(Beginning of Task inputs)
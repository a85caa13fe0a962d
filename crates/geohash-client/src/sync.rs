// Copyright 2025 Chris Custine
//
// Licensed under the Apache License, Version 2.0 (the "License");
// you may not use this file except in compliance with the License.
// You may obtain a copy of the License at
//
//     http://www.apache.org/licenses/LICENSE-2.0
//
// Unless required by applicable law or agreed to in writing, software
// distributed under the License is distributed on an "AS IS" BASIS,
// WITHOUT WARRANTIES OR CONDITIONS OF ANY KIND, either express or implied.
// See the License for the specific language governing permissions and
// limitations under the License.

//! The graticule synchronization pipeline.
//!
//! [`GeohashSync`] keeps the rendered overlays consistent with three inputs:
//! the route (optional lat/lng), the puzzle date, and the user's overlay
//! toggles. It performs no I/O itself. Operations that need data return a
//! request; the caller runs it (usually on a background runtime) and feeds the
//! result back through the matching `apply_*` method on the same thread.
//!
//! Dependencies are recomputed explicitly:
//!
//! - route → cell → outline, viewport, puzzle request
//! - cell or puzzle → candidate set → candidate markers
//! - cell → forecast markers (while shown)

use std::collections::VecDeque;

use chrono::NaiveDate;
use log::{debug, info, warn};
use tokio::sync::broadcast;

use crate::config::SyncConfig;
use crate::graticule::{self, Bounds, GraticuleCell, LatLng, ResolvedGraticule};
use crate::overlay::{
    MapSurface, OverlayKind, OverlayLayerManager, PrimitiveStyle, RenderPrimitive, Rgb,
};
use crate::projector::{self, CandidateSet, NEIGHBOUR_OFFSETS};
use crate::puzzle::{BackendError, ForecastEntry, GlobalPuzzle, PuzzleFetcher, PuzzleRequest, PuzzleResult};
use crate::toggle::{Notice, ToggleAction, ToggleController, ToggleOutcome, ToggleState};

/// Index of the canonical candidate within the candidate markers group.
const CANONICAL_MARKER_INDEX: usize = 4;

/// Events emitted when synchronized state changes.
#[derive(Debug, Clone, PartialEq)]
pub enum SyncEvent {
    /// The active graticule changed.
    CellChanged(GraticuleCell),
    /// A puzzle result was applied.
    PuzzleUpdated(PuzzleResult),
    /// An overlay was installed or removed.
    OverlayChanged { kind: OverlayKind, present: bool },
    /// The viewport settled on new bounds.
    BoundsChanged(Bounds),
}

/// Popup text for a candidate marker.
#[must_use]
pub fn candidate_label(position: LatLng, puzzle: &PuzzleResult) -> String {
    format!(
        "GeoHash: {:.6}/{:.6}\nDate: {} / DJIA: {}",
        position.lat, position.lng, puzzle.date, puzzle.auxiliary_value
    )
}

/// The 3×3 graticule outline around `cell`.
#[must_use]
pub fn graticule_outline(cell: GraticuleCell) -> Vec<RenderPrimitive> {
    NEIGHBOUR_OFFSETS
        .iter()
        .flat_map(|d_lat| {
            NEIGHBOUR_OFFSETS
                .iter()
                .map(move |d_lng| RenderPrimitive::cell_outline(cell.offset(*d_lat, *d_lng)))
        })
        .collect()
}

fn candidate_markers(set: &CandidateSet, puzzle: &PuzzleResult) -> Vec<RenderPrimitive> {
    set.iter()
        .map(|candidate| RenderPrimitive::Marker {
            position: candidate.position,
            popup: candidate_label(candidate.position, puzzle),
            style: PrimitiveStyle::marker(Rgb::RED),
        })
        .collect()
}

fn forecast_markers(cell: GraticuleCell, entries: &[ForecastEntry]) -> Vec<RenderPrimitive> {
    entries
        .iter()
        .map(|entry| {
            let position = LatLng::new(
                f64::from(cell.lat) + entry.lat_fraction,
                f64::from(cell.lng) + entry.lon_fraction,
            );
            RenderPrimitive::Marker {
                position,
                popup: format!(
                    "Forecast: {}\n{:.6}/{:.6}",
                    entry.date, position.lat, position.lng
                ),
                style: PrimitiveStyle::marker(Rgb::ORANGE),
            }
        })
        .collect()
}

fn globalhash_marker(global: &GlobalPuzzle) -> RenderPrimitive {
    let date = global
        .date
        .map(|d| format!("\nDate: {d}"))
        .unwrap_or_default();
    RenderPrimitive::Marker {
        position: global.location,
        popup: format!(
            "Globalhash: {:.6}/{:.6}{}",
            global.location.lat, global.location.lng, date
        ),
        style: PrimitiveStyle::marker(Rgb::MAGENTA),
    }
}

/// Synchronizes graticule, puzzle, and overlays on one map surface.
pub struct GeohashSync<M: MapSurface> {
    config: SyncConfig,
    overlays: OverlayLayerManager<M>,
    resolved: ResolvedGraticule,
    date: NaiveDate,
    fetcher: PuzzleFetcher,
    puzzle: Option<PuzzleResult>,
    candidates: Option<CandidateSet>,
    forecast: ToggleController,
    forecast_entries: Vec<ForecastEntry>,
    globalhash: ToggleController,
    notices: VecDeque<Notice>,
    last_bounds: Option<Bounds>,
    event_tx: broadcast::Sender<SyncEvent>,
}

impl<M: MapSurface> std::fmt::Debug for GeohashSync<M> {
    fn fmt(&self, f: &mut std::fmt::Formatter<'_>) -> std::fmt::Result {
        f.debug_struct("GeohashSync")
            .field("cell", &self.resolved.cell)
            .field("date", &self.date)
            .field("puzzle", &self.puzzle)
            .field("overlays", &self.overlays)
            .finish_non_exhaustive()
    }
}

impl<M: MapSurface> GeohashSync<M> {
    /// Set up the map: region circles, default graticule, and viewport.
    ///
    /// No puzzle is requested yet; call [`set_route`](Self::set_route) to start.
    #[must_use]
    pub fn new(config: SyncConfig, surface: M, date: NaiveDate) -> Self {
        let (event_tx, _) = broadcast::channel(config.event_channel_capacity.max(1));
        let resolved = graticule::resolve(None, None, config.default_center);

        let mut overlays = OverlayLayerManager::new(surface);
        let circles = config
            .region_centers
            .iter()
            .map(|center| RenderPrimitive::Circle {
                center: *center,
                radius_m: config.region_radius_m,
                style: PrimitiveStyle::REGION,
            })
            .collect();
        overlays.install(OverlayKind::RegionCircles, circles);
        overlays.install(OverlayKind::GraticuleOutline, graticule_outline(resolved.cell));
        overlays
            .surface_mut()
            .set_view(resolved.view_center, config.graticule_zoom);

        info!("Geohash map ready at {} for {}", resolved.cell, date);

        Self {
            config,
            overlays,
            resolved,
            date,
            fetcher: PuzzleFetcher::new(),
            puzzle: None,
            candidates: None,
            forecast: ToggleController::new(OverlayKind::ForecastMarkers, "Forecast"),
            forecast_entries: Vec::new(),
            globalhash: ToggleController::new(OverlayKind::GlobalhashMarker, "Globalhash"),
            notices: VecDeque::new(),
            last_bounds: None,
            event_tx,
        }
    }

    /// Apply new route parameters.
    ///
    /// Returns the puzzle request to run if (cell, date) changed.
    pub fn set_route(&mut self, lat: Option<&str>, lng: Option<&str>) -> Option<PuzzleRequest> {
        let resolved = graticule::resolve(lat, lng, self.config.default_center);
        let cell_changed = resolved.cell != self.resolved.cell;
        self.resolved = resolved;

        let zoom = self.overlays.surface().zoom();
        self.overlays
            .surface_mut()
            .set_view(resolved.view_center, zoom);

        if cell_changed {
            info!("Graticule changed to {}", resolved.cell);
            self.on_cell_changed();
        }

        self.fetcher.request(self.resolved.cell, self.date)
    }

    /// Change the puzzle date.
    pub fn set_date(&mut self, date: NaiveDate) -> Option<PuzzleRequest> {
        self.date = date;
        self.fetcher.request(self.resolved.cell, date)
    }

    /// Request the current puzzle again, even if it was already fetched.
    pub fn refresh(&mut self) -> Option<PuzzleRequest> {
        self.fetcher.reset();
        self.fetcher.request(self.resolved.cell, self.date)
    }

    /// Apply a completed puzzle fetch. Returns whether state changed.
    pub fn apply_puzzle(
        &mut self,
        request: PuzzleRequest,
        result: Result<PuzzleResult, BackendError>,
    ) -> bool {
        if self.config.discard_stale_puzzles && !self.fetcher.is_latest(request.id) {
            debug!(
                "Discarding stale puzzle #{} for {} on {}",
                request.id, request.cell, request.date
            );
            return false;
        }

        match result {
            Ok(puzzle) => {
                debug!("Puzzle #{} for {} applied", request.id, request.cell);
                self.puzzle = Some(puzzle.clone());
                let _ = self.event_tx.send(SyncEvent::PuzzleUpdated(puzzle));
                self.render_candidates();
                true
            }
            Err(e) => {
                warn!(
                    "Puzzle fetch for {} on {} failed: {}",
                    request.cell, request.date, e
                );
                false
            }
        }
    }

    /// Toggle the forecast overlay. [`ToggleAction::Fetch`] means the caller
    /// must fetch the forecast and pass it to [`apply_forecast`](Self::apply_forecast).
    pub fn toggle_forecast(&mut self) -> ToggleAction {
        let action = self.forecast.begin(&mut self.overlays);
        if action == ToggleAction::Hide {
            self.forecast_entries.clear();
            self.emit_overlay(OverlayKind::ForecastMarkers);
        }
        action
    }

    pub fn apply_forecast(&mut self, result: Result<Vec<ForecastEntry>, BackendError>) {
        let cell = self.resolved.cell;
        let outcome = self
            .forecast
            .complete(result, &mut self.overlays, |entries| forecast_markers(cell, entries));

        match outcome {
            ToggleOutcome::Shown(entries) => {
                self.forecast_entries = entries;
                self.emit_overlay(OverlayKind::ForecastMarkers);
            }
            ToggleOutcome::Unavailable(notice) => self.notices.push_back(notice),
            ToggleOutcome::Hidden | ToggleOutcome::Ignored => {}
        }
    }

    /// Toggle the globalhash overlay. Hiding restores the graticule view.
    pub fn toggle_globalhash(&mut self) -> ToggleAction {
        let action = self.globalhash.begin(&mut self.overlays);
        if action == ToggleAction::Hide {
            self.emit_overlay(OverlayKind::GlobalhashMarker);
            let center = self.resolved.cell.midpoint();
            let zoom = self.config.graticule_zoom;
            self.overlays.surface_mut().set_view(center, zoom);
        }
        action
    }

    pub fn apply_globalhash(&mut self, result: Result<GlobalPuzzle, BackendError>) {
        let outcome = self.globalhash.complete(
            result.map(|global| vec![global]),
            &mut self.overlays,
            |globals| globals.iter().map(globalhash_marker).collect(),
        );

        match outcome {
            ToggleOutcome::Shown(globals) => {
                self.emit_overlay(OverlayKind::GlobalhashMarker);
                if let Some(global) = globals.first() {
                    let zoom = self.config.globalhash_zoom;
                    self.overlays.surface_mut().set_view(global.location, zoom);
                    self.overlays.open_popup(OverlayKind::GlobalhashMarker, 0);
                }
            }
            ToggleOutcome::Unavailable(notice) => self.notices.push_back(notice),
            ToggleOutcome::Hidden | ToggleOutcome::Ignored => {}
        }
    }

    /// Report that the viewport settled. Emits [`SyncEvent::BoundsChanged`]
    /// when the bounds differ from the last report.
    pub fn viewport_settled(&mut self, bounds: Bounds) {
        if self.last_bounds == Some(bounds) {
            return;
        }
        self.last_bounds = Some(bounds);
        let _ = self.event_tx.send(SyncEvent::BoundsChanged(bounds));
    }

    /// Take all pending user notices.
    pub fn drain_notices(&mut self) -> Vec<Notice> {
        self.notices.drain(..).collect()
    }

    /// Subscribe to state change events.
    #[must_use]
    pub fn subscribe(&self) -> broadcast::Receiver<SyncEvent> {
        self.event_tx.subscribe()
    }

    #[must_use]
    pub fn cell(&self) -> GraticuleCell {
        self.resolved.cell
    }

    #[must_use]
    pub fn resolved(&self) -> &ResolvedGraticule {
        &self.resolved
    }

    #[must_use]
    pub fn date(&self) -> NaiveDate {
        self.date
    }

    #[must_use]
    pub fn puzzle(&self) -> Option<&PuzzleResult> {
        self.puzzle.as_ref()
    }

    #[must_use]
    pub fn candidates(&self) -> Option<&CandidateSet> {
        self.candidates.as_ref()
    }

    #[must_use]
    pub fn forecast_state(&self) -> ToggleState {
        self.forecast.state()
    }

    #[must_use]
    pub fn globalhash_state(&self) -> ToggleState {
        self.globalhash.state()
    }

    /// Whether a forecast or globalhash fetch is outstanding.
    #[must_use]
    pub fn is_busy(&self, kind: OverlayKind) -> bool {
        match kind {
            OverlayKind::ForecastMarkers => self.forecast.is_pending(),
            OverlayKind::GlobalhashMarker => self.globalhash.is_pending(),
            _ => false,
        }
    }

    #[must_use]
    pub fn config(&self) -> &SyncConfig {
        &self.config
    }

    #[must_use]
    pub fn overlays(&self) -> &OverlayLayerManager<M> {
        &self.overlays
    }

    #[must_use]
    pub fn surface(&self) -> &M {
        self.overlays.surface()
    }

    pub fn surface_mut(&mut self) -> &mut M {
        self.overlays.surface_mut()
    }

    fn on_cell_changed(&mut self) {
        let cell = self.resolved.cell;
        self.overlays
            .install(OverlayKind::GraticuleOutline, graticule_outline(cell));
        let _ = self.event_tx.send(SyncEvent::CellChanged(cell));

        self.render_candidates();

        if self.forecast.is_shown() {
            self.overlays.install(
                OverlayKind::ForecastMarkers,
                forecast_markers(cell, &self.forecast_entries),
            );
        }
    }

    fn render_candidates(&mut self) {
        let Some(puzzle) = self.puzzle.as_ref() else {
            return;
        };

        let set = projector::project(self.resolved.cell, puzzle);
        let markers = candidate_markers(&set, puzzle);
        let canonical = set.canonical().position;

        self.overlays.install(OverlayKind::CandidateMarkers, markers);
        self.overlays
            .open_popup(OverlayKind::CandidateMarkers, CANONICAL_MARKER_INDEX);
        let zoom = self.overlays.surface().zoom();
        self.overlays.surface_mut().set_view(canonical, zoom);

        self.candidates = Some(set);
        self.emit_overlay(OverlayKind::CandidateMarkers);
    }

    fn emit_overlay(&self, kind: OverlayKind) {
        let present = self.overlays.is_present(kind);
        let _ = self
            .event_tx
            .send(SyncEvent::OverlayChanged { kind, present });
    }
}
(End of Task inputs)
What is required: Show me all lines in the records that contain "PuzzleFetcher".

Expected answer:
use crate::puzzle::{BackendError, ForecastEntry, GlobalPuzzle, PuzzleFetcher, PuzzleRequest, PuzzleResult};
    fetcher: PuzzleFetcher,
            fetcher: PuzzleFetcher::new(),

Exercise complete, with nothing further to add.